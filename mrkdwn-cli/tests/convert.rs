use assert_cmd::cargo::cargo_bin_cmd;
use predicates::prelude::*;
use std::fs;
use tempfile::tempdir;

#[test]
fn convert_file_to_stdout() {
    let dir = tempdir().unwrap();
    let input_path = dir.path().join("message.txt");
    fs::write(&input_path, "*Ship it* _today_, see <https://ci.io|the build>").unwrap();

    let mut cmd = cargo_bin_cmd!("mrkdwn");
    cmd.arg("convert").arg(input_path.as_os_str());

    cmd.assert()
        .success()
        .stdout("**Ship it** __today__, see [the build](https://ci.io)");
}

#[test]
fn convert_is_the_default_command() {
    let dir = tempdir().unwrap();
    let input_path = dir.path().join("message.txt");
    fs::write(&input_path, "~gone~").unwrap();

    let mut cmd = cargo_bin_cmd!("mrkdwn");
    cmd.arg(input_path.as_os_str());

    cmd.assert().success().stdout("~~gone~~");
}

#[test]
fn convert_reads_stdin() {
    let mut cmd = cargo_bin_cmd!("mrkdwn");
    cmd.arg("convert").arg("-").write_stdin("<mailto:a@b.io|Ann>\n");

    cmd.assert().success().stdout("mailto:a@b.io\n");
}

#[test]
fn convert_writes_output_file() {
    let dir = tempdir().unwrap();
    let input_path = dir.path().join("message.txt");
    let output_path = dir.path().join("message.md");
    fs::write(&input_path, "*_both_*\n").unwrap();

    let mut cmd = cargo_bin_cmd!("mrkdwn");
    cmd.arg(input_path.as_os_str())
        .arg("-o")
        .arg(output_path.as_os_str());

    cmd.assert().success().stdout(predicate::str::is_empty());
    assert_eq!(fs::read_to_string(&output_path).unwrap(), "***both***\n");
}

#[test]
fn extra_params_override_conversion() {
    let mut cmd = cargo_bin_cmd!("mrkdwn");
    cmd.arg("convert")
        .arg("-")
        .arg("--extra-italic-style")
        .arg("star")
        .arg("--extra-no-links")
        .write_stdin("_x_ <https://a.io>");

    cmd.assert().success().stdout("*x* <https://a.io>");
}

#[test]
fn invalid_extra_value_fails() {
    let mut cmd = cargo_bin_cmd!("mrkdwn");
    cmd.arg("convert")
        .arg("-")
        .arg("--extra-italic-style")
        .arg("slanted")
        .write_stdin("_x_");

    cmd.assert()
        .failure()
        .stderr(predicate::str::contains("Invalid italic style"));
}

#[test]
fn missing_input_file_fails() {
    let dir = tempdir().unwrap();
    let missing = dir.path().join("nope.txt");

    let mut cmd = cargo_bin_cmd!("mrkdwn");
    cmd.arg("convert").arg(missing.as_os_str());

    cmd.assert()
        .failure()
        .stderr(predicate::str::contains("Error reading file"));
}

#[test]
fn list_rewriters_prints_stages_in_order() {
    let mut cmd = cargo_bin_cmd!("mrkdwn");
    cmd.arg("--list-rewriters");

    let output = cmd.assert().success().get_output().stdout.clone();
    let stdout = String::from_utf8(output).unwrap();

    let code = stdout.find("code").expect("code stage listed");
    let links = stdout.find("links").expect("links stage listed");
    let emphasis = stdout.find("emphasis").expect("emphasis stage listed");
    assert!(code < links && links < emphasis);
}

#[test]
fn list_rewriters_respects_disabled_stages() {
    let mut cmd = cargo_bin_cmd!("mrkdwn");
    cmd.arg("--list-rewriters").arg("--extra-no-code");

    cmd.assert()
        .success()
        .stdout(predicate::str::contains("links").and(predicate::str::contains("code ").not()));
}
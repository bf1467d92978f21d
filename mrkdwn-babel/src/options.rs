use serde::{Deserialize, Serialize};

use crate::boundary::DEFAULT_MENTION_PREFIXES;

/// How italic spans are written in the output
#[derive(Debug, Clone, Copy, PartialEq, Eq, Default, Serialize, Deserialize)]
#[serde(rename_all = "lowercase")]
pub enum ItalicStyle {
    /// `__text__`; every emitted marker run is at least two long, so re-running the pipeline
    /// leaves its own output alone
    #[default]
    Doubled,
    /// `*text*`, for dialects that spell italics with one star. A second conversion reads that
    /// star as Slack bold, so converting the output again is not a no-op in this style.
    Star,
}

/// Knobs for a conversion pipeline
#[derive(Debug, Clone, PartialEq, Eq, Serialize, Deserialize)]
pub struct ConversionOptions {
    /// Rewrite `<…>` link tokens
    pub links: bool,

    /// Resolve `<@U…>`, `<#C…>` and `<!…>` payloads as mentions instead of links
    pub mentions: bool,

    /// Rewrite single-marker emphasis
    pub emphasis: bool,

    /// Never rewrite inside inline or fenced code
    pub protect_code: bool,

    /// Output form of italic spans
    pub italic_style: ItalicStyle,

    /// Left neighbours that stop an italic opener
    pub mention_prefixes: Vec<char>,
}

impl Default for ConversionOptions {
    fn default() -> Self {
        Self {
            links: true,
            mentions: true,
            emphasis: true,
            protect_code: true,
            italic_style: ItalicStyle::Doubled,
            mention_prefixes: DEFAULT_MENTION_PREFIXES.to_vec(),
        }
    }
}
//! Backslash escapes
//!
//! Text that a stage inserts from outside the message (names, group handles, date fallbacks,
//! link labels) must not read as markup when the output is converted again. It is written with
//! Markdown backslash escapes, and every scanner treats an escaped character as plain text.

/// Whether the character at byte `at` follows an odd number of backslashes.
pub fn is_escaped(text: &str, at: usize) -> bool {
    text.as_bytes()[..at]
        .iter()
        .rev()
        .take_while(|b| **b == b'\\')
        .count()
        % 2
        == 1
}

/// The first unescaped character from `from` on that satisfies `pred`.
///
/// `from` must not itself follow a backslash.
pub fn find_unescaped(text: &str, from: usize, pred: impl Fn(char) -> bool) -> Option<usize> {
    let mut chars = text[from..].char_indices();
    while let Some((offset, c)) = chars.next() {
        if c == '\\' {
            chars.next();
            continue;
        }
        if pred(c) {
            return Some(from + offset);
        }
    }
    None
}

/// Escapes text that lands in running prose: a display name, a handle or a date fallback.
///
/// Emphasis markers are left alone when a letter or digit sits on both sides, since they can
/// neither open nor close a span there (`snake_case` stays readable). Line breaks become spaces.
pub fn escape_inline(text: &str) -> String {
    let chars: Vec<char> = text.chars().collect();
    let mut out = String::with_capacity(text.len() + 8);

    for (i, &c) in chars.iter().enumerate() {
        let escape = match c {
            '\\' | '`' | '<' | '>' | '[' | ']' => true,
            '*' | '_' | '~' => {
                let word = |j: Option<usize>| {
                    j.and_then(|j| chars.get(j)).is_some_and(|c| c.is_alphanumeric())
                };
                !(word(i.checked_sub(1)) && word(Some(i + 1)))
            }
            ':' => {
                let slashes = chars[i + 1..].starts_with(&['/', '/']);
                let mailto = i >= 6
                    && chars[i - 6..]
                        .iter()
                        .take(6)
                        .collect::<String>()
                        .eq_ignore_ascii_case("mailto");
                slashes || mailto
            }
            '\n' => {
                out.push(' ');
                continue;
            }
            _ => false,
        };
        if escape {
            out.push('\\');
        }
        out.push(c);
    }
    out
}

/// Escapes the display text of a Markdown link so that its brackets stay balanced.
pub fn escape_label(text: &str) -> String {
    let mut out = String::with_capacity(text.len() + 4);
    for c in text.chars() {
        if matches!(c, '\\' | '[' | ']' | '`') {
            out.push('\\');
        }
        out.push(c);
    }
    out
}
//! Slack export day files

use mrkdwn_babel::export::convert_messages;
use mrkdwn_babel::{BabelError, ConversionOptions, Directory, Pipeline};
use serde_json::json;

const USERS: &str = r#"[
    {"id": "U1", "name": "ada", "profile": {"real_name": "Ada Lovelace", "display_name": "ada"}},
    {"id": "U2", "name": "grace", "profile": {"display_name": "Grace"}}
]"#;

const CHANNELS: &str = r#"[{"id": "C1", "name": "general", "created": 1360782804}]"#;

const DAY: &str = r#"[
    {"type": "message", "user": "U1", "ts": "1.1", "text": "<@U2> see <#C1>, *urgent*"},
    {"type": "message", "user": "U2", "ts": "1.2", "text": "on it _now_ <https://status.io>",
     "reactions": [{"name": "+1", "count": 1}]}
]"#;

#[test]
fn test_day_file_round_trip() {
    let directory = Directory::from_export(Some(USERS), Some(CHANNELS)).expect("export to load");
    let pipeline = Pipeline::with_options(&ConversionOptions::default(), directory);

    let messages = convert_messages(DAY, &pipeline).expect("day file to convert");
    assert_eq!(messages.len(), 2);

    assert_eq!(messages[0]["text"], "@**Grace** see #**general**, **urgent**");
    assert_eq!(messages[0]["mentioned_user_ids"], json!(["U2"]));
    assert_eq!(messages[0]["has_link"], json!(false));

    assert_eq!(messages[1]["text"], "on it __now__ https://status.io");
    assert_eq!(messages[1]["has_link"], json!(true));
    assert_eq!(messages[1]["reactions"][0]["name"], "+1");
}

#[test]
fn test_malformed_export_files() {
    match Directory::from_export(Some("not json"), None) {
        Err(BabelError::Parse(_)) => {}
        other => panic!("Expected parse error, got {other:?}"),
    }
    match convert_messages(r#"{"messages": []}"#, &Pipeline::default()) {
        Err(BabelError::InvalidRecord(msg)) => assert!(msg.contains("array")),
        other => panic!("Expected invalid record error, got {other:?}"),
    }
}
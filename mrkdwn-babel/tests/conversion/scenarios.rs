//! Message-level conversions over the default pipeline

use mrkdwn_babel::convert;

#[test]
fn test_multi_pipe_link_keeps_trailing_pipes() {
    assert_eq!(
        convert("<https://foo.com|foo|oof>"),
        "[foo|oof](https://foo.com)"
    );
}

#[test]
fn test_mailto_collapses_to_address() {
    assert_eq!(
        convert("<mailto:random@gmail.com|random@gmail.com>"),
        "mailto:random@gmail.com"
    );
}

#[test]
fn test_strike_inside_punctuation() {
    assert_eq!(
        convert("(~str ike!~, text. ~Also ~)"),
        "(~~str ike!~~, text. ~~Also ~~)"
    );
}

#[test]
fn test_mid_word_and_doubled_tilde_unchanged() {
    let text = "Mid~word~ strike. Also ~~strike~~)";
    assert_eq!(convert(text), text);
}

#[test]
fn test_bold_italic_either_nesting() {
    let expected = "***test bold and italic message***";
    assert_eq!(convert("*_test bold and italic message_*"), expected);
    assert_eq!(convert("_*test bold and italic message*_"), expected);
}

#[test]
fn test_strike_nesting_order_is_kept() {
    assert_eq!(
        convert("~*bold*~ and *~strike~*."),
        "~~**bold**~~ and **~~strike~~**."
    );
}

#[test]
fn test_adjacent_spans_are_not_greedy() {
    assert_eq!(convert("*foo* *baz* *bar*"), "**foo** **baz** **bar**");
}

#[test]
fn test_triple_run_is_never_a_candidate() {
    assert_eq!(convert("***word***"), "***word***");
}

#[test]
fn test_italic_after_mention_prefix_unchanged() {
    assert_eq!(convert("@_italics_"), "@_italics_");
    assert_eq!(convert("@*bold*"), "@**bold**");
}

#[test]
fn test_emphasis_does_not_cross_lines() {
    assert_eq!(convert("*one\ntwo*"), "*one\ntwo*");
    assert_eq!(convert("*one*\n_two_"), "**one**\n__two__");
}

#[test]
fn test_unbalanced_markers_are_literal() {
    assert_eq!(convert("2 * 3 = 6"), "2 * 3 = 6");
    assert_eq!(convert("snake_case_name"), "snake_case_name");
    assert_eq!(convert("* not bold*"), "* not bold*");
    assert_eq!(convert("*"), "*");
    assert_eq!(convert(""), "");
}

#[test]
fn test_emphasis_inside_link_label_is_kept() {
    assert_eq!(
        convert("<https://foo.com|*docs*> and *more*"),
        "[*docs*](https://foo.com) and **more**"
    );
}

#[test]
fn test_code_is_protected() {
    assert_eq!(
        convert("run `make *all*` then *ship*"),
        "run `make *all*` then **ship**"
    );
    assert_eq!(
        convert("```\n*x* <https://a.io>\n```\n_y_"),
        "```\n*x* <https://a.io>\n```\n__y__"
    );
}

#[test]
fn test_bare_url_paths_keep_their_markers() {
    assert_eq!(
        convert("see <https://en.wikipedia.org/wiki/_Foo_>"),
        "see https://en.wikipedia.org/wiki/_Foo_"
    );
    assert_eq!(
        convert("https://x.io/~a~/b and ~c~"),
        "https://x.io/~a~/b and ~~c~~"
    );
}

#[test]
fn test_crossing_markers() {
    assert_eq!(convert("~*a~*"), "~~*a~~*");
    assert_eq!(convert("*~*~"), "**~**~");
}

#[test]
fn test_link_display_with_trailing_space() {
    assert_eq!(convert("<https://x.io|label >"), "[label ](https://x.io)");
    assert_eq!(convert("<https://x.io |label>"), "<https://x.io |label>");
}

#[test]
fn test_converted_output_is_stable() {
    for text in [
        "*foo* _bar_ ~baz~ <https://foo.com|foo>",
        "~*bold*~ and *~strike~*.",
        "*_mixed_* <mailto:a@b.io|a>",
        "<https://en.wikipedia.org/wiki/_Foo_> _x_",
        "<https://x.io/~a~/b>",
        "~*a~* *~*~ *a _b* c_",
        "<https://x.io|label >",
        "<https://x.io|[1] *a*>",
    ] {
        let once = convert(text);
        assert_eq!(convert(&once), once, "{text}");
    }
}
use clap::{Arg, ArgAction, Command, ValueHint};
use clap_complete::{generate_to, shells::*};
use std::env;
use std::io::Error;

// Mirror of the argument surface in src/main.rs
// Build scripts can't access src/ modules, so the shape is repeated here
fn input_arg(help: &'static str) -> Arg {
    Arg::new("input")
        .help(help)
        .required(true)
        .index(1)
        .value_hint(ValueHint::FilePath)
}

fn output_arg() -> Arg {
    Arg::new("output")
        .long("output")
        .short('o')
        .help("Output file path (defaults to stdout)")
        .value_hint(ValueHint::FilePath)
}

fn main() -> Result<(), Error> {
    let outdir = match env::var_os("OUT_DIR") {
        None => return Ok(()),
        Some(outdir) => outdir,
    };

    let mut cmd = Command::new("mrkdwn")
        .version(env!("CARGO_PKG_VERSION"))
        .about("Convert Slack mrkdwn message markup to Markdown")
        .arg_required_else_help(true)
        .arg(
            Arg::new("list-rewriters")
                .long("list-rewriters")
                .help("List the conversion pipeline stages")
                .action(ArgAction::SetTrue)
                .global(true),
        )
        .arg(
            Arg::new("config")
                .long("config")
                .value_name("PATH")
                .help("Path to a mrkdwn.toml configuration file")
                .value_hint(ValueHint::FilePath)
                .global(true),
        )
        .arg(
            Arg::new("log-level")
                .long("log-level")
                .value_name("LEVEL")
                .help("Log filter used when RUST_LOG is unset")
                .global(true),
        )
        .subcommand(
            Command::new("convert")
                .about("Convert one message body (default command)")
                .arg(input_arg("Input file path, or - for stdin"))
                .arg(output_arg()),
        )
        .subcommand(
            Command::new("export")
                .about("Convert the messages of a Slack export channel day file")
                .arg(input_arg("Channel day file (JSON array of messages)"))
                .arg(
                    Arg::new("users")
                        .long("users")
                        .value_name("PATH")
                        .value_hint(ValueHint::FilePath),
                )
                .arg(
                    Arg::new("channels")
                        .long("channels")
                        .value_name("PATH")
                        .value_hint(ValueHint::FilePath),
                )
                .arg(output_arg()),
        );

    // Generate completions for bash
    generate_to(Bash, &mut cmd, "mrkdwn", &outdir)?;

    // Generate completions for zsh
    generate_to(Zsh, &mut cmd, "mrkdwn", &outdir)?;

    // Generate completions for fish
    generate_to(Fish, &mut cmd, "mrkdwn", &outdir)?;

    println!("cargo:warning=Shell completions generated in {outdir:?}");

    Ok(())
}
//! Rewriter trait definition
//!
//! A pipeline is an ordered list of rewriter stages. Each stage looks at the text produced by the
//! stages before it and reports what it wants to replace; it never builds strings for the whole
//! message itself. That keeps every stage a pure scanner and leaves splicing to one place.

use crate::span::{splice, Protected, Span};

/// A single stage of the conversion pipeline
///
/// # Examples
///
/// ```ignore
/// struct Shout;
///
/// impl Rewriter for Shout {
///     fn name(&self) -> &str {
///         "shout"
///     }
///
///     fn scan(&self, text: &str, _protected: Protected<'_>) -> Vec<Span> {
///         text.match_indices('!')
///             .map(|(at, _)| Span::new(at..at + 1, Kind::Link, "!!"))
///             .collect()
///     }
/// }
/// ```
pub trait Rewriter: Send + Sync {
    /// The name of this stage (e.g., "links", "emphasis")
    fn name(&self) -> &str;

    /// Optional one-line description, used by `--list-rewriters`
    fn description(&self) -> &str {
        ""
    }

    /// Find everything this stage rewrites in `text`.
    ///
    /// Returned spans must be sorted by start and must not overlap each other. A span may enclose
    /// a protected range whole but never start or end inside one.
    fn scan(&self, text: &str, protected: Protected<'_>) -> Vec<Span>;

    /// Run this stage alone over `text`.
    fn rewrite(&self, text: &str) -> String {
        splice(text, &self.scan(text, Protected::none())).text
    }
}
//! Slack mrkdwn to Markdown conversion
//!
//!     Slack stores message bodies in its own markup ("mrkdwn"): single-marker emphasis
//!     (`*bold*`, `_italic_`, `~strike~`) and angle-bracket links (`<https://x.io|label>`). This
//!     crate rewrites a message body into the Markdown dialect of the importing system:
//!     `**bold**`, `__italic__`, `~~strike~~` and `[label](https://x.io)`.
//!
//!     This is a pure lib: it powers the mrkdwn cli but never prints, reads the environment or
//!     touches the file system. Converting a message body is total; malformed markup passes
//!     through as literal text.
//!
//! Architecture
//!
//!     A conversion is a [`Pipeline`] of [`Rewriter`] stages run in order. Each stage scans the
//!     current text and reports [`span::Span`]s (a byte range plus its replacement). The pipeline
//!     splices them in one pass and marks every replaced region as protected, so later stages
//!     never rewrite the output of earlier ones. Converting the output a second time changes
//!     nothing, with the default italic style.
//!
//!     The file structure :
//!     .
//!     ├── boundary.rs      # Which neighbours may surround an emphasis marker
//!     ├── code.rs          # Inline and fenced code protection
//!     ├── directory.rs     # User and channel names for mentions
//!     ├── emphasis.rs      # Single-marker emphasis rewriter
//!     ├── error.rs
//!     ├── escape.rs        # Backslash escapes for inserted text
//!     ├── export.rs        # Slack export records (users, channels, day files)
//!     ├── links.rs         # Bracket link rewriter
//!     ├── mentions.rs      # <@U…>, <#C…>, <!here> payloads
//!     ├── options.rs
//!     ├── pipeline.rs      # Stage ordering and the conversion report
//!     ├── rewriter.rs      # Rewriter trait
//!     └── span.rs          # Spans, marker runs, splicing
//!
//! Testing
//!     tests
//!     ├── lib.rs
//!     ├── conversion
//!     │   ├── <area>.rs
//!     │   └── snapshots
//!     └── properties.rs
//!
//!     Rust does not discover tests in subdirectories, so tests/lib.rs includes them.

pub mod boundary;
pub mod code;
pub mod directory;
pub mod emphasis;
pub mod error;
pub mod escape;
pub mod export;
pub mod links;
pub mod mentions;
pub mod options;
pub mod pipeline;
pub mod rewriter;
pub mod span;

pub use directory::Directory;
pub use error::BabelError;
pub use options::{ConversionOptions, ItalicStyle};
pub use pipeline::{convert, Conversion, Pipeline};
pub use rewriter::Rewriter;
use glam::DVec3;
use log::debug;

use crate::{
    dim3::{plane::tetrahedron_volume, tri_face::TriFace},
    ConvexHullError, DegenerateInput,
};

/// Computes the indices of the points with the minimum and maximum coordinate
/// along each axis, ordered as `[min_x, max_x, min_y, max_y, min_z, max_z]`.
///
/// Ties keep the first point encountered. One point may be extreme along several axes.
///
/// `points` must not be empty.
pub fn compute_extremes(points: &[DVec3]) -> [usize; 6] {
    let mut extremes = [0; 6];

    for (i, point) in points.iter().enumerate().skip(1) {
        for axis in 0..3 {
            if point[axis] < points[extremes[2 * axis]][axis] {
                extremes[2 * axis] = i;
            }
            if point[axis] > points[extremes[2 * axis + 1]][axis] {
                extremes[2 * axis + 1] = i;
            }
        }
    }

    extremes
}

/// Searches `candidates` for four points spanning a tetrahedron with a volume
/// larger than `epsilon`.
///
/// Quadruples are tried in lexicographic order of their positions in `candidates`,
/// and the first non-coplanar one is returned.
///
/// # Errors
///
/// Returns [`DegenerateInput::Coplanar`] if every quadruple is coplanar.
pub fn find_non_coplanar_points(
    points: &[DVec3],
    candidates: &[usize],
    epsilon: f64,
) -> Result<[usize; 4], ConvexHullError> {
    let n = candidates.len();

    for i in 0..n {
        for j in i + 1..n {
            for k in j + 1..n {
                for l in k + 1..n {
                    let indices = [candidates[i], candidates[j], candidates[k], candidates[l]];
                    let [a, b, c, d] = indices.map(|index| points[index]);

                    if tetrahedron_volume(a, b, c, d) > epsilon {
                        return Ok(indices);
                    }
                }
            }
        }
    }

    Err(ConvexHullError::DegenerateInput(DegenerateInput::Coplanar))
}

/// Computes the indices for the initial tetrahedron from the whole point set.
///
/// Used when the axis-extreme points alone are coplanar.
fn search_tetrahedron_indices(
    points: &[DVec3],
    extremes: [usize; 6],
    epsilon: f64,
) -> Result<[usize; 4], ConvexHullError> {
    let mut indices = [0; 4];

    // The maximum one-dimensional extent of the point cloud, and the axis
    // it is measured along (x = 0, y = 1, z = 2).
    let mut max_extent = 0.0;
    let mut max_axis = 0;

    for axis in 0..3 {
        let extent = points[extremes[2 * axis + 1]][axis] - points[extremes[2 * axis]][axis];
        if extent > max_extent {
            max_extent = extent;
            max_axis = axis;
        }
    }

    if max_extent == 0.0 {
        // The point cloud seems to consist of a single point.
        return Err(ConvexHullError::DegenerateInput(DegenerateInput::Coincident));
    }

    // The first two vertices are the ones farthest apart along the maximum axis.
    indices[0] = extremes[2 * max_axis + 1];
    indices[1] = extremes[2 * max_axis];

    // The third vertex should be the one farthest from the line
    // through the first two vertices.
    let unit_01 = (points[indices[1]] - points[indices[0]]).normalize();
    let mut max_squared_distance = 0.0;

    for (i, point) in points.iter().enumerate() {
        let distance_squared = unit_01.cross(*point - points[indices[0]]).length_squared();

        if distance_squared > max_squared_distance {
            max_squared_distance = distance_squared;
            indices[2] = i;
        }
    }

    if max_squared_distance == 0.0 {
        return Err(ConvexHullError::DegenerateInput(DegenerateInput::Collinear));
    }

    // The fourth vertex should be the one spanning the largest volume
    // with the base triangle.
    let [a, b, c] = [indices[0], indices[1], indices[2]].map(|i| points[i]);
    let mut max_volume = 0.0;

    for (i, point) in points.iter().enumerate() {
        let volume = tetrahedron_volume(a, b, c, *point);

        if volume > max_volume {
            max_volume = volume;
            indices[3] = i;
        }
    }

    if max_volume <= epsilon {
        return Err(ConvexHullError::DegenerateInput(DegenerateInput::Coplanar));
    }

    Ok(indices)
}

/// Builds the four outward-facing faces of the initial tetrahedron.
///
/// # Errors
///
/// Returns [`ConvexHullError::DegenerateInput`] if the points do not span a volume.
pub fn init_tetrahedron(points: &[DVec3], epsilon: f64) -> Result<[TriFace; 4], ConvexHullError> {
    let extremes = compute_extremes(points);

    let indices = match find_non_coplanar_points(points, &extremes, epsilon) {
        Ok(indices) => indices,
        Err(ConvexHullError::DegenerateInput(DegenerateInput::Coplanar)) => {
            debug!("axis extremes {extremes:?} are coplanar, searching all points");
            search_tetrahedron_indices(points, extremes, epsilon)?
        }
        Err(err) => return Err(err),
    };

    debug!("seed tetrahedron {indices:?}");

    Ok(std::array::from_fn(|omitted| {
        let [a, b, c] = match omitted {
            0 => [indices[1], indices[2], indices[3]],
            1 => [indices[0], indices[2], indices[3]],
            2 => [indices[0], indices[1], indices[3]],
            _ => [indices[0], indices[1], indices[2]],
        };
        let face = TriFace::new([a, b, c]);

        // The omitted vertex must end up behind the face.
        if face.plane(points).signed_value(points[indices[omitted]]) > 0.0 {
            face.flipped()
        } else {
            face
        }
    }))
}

+ + + + +

Exercise goal: A single number is the expected answer: how many lines of the records above contain the word "Returns".

Result of the exercise: 2